▸ **What you need to do**: The full listing should be set down exactly as it reads.

*** Source information Section Begins ***

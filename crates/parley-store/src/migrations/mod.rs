//! Database migration runner.
//!
//! Migrations are executed in order on every [`Database::new`](crate::Database::new)
//! / [`Database::open_at`](crate::Database::open_at) call. Each migration is
//! guarded by the `user_version` pragma so it runs exactly once.

pub mod v001_initial;

use rusqlite::Connection;

use crate::error::{Result, StoreError};

/// Current schema version.
const CURRENT_VERSION: u32 = 1;

/// Run all pending migrations against the open connection.
pub fn run_migrations(conn: &Connection) -> Result<()> {
    let current: u32 = conn.pragma_query_value(None, "user_version", |row| row.get(0))?;

    tracing::debug!(
        current_version = current,
        target_version = CURRENT_VERSION,
        "checking database migrations"
    );

    if current < 1 {
        tracing::info!("applying migration v001_initial");
        v001_initial::up(conn).map_err(|e| StoreError::Migration(e.to_string()))?;
        conn.pragma_update(None, "user_version", 1)?;
    }

    Ok(())
}
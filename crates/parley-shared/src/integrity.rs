//! Message integrity hashing.
//!
//! A BLAKE3 digest over the content and its creation timestamp lets a client
//! detect a record whose content was altered outside the edit path.

use chrono::{DateTime, Utc};

/// Hex-encoded BLAKE3 hash of `content` bound to `created_at`.
pub fn message_hash(content: &str, created_at: DateTime<Utc>) -> String {
    let mut hasher = blake3::Hasher::new();
    hasher.update(content.as_bytes());
    hasher.update(&[0]);
    hasher.update(created_at.to_rfc3339().as_bytes());
    hex::encode(hasher.finalize().as_bytes())
}

pub fn verify_message_hash(content: &str, created_at: DateTime<Utc>, expected: &str) -> bool {
    message_hash(content, created_at) == expected
}

#[cfg(test)]
mod tests {
    use super::*;

    #[test]
    fn test_hash_detects_tampering() {
        let at = Utc::now();
        let hash = message_hash("hello", at);
        assert!(verify_message_hash("hello", at, &hash));
        assert!(!verify_message_hash("hellO", at, &hash));
        assert!(!verify_message_hash("hello", at + chrono::Duration::seconds(1), &hash));
    }
}
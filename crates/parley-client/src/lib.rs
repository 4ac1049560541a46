//! # parley-client
//!
//! The client core of Parley: optimistic message sync for the open
//! conversation, the conversation list, one-time-code sign-in and presence,
//! all behind the security guard layer. Nothing here renders anything; a UI
//! drives it through [`Client`] and listens to [`ViewEvent`]s.

pub mod auth;
pub mod chat_store;
pub mod client;
pub mod config;
pub mod events;
pub mod presence;
pub mod state;
pub mod summary;
pub mod sync;

use tracing_subscriber::{fmt, EnvFilter};

pub use auth::AuthFlow;
pub use chat_store::{ChatEntry, ChatStore, EntryKey};
pub use client::Client;
pub use config::ClientConfig;
pub use events::ViewEvent;
pub use presence::PresenceTracker;
pub use state::{SessionContext, SessionSlot};
pub use summary::{preview, ConversationSummary};
pub use sync::{Outgoing, SyncCoordinator};

/// Install the global `tracing` subscriber. `RUST_LOG` overrides the
/// default filter. Calling it again is a no-op.
pub fn init_tracing() {
    let filter = EnvFilter::try_from_default_env().unwrap_or_else(|_| {
        EnvFilter::new("parley_client=debug,parley_guard=info,parley_store=info,warn")
    });

    let _ = fmt()
        .with_env_filter(filter)
        .with_target(true)
        .with_thread_ids(false)
        .with_file(false)
        .with_line_number(false)
        .try_init();
}
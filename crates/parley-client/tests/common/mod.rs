#![allow(dead_code)]

use std::sync::Arc;
use std::time::Duration;

use chrono::Utc;

use parley_client::{ChatEntry, Client, ClientConfig, SessionContext};
use parley_shared::{ChatId, ManualClock, MemoryIdentityProvider, ProvisionalId, UserId};
use parley_store::{Database, FlakyStore, MemoryStore, Message, MessageDraft};

pub const ALICE: &str = "alice@example.com";
pub const BOB: &str = "bob@example.com";

pub struct Harness {
    pub clock: ManualClock,
    pub idp: Arc<MemoryIdentityProvider>,
    pub store: Arc<FlakyStore<MemoryStore>>,
    pub client: Arc<Client>,
}

impl Harness {
    pub fn new() -> Self {
        Self::with_config(ClientConfig::default())
    }

    pub fn with_config(config: ClientConfig) -> Self {
        let clock = ManualClock::new(Utc::now());
        let idp = Arc::new(MemoryIdentityProvider::new(Arc::new(clock.clone())));
        let store = Arc::new(FlakyStore::new(MemoryStore::new(Arc::new(clock.clone()))));
        let client = Arc::new(Client::new(
            config,
            Arc::new(clock.clone()),
            idp.clone(),
            store.clone(),
            Database::open_in_memory().expect("in-memory database"),
        ));
        Self {
            clock,
            idp,
            store,
            client,
        }
    }

    pub async fn sign_in(&self, email: &str) -> SessionContext {
        self.client.auth().request_code(email).await.expect("request code");
        let code = self.idp.last_code(email).expect("code issued");
        self.client.verify(&code).await.expect("verify")
    }

    /// Sign in as Alice and open the direct conversation with Bob.
    pub async fn alice_with_bob(&self) -> ChatId {
        self.sign_in(ALICE).await;
        self.client
            .sync()
            .open_direct(&bob())
            .await
            .expect("open direct conversation")
    }

    /// Bob posts straight to the store, as his own client would.
    pub async fn bob_says(&self, chat_id: ChatId, text: &str) -> Message {
        use parley_store::DataStore;
        self.store
            .inner()
            .insert_message(MessageDraft {
                provisional_id: ProvisionalId::new(),
                chat_id,
                sender_id: bob(),
                content: text.to_string(),
            })
            .await
            .expect("bob's insert")
    }

    pub async fn entries(&self) -> Vec<ChatEntry> {
        self.client.sync().entries().await.unwrap_or_default()
    }

    /// Wait until the open view satisfies `pred`.
    pub async fn wait_for(&self, pred: impl Fn(&[ChatEntry]) -> bool) -> Vec<ChatEntry> {
        let deadline = tokio::time::Instant::now() + Duration::from_secs(2);
        loop {
            let entries = self.entries().await;
            if pred(&entries) {
                return entries;
            }
            assert!(
                tokio::time::Instant::now() < deadline,
                "view never reached expected state: {entries:?}"
            );
            tokio::time::sleep(Duration::from_millis(5)).await;
        }
    }
}

pub fn alice() -> UserId {
    MemoryIdentityProvider::user_id_for(ALICE)
}

pub fn bob() -> UserId {
    MemoryIdentityProvider::user_id_for(BOB)
}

*** Source information Section Ends ***

▸ **Answer to the problem**:
filename crates/parley-store/src/migrations/mod.rs
//! Database migration runner.
//!
//! Migrations are executed in order on every [`Database::new`](crate::Database::new)
//! / [`Database::open_at`](crate::Database::open_at) call. Each migration is
//! guarded by the `user_version` pragma so it runs exactly once.

pub mod v001_initial;

use rusqlite::Connection;

use crate::error::{Result, StoreError};

/// Current schema version.
const CURRENT_VERSION: u32 = 1;

/// Run all pending migrations against the open connection.
pub fn run_migrations(conn: &Connection) -> Result<()> {
    let current: u32 = conn.pragma_query_value(None, "user_version", |row| row.get(0))?;

    tracing::debug!(
        current_version = current,
        target_version = CURRENT_VERSION,
        "checking database migrations"
    );

    if current < 1 {
        tracing::info!("applying migration v001_initial");
        v001_initial::up(conn).map_err(|e| StoreError::Migration(e.to_string()))?;
        conn.pragma_update(None, "user_version", 1)?;
    }

    Ok(())
}
filename crates/parley-shared/src/integrity.rs
//! Message integrity hashing.
//!
//! A BLAKE3 digest over the content and its creation timestamp lets a client
//! detect a record whose content was altered outside the edit path.

use chrono::{DateTime, Utc};

/// Hex-encoded BLAKE3 hash of `content` bound to `created_at`.
pub fn message_hash(content: &str, created_at: DateTime<Utc>) -> String {
    let mut hasher = blake3::Hasher::new();
    hasher.update(content.as_bytes());
    hasher.update(&[0]);
    hasher.update(created_at.to_rfc3339().as_bytes());
    hex::encode(hasher.finalize().as_bytes())
}

pub fn verify_message_hash(content: &str, created_at: DateTime<Utc>, expected: &str) -> bool {
    message_hash(content, created_at) == expected
}

#[cfg(test)]
mod tests {
    use super::*;

    #[test]
    fn test_hash_detects_tampering() {
        let at = Utc::now();
        let hash = message_hash("hello", at);
        assert!(verify_message_hash("hello", at, &hash));
        assert!(!verify_message_hash("hellO", at, &hash));
        assert!(!verify_message_hash("hello", at + chrono::Duration::seconds(1), &hash));
    }
}
filename crates/parley-client/src/lib.rs
repository 4ac1049560541a46
//! # parley-client
//!
//! The client core of Parley: optimistic message sync for the open
//! conversation, the conversation list, one-time-code sign-in and presence,
//! all behind the security guard layer. Nothing here renders anything; a UI
//! drives it through [`Client`] and listens to [`ViewEvent`]s.

pub mod auth;
pub mod chat_store;
pub mod client;
pub mod config;
pub mod events;
pub mod presence;
pub mod state;
pub mod summary;
pub mod sync;

use tracing_subscriber::{fmt, EnvFilter};

pub use auth::AuthFlow;
pub use chat_store::{ChatEntry, ChatStore, EntryKey};
pub use client::Client;
pub use config::ClientConfig;
pub use events::ViewEvent;
pub use presence::PresenceTracker;
pub use state::{SessionContext, SessionSlot};
pub use summary::{preview, ConversationSummary};
pub use sync::{Outgoing, SyncCoordinator};

/// Install the global `tracing` subscriber. `RUST_LOG` overrides the
/// default filter. Calling it again is a no-op.
pub fn init_tracing() {
    let filter = EnvFilter::try_from_default_env().unwrap_or_else(|_| {
        EnvFilter::new("parley_client=debug,parley_guard=info,parley_store=info,warn")
    });

    let _ = fmt()
        .with_env_filter(filter)
        .with_target(true)
        .with_thread_ids(false)
        .with_file(false)
        .with_line_number(false)
        .try_init();
}
filename crates/parley-client/tests/common/mod.rs
#![allow(dead_code)]

use std::sync::Arc;
use std::time::Duration;

use chrono::Utc;

use parley_client::{ChatEntry, Client, ClientConfig, SessionContext};
use parley_shared::{ChatId, ManualClock, MemoryIdentityProvider, ProvisionalId, UserId};
use parley_store::{Database, FlakyStore, MemoryStore, Message, MessageDraft};

pub const ALICE: &str = "alice@example.com";
pub const BOB: &str = "bob@example.com";

pub struct Harness {
    pub clock: ManualClock,
    pub idp: Arc<MemoryIdentityProvider>,
    pub store: Arc<FlakyStore<MemoryStore>>,
    pub client: Arc<Client>,
}

impl Harness {
    pub fn new() -> Self {
        Self::with_config(ClientConfig::default())
    }

    pub fn with_config(config: ClientConfig) -> Self {
        let clock = ManualClock::new(Utc::now());
        let idp = Arc::new(MemoryIdentityProvider::new(Arc::new(clock.clone())));
        let store = Arc::new(FlakyStore::new(MemoryStore::new(Arc::new(clock.clone()))));
        let client = Arc::new(Client::new(
            config,
            Arc::new(clock.clone()),
            idp.clone(),
            store.clone(),
            Database::open_in_memory().expect("in-memory database"),
        ));
        Self {
            clock,
            idp,
            store,
            client,
        }
    }

    pub async fn sign_in(&self, email: &str) -> SessionContext {
        self.client.auth().request_code(email).await.expect("request code");
        let code = self.idp.last_code(email).expect("code issued");
        self.client.verify(&code).await.expect("verify")
    }

    /// Sign in as Alice and open the direct conversation with Bob.
    pub async fn alice_with_bob(&self) -> ChatId {
        self.sign_in(ALICE).await;
        self.client
            .sync()
            .open_direct(&bob())
            .await
            .expect("open direct conversation")
    }

    /// Bob posts straight to the store, as his own client would.
    pub async fn bob_says(&self, chat_id: ChatId, text: &str) -> Message {
        use parley_store::DataStore;
        self.store
            .inner()
            .insert_message(MessageDraft {
                provisional_id: ProvisionalId::new(),
                chat_id,
                sender_id: bob(),
                content: text.to_string(),
            })
            .await
            .expect("bob's insert")
    }

    pub async fn entries(&self) -> Vec<ChatEntry> {
        self.client.sync().entries().await.unwrap_or_default()
    }

    /// Wait until the open view satisfies `pred`.
    pub async fn wait_for(&self, pred: impl Fn(&[ChatEntry]) -> bool) -> Vec<ChatEntry> {
        let deadline = tokio::time::Instant::now() + Duration::from_secs(2);
        loop {
            let entries = self.entries().await;
            if pred(&entries) {
                return entries;
            }
            assert!(
                tokio::time::Instant::now() < deadline,
                "view never reached expected state: {entries:?}"
            );
            tokio::time::sleep(Duration::from_millis(5)).await;
        }
    }
}

pub fn alice() -> UserId {
    MemoryIdentityProvider::user_id_for(ALICE)
}

pub fn bob() -> UserId {
    MemoryIdentityProvider::user_id_for(BOB)
}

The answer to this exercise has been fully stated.